____ Records

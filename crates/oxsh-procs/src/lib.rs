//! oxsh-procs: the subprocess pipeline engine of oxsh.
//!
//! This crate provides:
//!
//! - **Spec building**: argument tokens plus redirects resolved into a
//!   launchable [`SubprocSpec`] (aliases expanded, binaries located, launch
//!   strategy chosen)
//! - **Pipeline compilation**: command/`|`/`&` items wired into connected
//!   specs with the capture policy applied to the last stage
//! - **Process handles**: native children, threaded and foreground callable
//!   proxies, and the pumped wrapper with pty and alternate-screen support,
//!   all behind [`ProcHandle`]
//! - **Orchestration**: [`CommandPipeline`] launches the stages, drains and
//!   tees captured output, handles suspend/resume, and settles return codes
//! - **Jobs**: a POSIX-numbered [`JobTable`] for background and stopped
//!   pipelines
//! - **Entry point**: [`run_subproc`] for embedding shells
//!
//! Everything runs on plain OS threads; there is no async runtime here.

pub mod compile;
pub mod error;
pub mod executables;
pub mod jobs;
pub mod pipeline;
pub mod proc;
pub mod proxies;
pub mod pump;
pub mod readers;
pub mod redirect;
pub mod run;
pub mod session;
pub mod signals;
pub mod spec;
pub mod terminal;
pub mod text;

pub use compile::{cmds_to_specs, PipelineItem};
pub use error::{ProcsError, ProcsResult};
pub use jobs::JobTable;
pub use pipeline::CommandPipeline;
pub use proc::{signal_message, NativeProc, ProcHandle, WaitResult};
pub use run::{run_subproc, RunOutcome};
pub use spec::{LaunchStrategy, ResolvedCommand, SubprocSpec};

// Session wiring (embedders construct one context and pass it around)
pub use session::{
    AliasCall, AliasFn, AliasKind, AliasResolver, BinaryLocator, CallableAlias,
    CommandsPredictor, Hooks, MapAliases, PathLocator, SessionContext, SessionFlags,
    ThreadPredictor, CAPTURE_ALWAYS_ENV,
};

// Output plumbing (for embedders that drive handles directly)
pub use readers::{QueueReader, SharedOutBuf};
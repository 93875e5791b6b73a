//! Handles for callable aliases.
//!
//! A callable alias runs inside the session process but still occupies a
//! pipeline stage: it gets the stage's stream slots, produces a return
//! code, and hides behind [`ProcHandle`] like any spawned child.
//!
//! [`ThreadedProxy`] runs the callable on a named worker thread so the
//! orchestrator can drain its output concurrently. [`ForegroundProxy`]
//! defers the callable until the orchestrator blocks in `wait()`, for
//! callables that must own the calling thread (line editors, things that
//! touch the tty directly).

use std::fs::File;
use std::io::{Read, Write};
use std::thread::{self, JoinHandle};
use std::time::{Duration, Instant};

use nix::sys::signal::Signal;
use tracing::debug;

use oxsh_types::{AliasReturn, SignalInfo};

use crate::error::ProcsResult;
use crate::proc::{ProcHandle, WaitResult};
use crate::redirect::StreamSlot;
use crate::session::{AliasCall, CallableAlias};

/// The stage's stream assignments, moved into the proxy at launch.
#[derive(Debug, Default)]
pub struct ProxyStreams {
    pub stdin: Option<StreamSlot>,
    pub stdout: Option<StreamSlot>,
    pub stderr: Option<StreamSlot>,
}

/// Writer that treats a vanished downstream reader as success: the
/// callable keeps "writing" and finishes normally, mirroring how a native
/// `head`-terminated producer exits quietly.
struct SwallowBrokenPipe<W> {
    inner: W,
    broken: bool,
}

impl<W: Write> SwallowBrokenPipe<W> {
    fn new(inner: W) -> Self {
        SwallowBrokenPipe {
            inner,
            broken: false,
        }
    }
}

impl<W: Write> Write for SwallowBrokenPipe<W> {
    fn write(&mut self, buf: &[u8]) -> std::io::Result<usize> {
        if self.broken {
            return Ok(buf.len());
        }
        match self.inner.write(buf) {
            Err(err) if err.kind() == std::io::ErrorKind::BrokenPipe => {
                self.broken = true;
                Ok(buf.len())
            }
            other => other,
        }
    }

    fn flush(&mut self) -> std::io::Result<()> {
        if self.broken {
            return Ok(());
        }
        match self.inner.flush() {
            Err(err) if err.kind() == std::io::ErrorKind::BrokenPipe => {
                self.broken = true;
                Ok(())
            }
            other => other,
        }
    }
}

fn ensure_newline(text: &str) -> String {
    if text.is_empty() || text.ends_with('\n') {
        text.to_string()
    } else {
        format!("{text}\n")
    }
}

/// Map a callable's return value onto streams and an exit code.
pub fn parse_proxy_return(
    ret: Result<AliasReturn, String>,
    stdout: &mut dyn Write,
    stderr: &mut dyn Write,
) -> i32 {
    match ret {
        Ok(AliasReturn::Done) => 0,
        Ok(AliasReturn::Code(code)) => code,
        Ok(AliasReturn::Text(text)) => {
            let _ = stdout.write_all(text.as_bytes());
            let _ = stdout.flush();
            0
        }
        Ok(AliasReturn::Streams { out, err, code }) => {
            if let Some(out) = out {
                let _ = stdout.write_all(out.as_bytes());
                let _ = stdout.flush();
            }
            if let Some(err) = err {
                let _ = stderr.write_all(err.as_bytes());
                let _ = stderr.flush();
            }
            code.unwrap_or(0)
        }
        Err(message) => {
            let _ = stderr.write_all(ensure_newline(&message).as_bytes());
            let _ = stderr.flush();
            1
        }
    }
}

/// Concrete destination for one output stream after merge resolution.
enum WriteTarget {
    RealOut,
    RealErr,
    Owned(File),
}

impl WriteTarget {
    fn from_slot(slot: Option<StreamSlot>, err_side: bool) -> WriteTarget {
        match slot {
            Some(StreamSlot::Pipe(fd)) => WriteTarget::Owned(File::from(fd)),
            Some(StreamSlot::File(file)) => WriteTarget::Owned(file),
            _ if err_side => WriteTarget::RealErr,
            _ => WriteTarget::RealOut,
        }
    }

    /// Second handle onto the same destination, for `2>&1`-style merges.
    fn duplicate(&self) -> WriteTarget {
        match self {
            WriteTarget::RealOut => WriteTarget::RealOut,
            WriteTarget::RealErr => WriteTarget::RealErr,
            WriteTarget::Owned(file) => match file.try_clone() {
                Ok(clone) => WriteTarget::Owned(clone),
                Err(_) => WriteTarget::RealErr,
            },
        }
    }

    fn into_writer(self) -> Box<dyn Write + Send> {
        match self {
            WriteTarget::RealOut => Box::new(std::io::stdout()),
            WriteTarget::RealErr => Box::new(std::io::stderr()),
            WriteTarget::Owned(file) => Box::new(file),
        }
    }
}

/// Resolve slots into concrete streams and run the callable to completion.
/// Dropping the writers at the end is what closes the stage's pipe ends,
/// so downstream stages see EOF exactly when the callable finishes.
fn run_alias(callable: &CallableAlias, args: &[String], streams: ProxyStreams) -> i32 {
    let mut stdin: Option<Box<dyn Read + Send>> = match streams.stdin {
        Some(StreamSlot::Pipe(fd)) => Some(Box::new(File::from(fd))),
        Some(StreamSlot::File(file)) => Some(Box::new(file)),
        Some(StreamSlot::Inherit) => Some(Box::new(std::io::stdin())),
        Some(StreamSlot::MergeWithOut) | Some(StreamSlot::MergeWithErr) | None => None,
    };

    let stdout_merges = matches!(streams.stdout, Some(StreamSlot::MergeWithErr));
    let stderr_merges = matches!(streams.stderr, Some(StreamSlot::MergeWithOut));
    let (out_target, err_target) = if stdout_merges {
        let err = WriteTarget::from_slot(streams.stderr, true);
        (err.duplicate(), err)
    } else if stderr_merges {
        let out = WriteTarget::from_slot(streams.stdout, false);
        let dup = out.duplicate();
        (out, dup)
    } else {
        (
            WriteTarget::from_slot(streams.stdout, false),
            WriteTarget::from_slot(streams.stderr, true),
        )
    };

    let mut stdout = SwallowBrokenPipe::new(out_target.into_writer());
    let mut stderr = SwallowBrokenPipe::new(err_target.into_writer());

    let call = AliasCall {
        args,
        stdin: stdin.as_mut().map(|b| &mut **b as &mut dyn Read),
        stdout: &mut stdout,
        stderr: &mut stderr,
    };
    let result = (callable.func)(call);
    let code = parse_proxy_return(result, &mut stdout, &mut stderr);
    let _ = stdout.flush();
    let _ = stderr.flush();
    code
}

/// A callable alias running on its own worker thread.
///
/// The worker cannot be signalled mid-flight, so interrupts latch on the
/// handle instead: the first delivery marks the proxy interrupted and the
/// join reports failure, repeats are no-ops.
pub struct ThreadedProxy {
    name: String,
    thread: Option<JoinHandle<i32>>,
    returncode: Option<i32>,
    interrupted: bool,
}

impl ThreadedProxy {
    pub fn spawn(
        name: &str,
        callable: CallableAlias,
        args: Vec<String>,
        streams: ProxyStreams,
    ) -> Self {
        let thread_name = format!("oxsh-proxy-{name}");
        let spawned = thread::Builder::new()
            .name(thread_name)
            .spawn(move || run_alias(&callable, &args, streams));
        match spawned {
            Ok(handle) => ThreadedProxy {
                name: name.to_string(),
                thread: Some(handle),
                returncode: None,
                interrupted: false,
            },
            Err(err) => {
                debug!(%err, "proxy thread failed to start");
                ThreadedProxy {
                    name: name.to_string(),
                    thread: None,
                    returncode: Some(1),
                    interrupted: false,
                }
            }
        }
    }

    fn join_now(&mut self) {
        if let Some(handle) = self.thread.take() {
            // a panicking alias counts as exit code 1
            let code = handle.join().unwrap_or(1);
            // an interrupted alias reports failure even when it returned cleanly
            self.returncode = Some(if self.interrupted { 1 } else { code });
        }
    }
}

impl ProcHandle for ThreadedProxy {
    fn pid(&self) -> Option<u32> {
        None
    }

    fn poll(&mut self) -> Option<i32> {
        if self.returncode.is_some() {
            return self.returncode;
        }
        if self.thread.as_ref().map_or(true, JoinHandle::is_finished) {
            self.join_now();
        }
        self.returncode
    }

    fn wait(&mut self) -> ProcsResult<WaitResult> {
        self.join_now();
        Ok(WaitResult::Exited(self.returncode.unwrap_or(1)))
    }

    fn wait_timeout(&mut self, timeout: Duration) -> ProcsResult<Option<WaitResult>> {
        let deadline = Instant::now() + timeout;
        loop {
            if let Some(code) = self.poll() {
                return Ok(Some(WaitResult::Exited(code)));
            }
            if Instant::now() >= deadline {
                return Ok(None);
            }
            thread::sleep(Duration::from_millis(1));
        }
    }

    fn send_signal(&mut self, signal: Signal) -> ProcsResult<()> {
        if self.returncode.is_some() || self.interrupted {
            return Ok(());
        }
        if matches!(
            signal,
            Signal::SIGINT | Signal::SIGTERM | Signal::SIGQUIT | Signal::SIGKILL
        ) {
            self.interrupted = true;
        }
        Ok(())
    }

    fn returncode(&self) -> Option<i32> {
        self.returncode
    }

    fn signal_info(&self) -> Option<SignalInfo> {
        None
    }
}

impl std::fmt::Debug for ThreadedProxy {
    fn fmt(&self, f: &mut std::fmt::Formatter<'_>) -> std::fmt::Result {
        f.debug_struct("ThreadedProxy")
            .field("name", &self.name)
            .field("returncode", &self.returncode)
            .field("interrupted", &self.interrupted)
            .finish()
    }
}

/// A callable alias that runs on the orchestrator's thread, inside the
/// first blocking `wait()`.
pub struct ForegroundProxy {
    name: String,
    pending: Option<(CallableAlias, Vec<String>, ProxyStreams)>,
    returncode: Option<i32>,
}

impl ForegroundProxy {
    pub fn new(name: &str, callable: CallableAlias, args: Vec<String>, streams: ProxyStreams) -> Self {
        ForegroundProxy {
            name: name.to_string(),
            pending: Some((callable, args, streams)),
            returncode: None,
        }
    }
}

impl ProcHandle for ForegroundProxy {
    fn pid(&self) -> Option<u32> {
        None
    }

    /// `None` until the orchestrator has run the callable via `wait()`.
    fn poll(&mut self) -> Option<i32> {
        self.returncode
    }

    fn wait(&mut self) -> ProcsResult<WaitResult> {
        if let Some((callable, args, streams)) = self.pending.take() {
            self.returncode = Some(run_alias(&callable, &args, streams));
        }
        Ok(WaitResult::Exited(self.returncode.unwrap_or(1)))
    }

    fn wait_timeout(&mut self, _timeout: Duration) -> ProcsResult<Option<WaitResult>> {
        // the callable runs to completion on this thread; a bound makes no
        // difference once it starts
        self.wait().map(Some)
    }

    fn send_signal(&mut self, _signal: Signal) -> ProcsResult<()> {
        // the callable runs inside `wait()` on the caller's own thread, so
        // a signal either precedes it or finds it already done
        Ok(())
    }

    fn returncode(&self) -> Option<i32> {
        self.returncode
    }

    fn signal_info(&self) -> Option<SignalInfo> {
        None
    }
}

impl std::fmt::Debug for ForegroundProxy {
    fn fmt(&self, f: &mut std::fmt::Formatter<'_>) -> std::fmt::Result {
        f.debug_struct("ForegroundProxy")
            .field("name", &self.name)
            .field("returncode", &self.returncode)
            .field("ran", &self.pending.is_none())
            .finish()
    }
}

________

## Work order
All lines holding the word "proxies" must be found in the listing and copied.

## Solution to this exercise
//!   proxies, and the pumped wrapper with pty and alternate-screen support,
pub mod proxies;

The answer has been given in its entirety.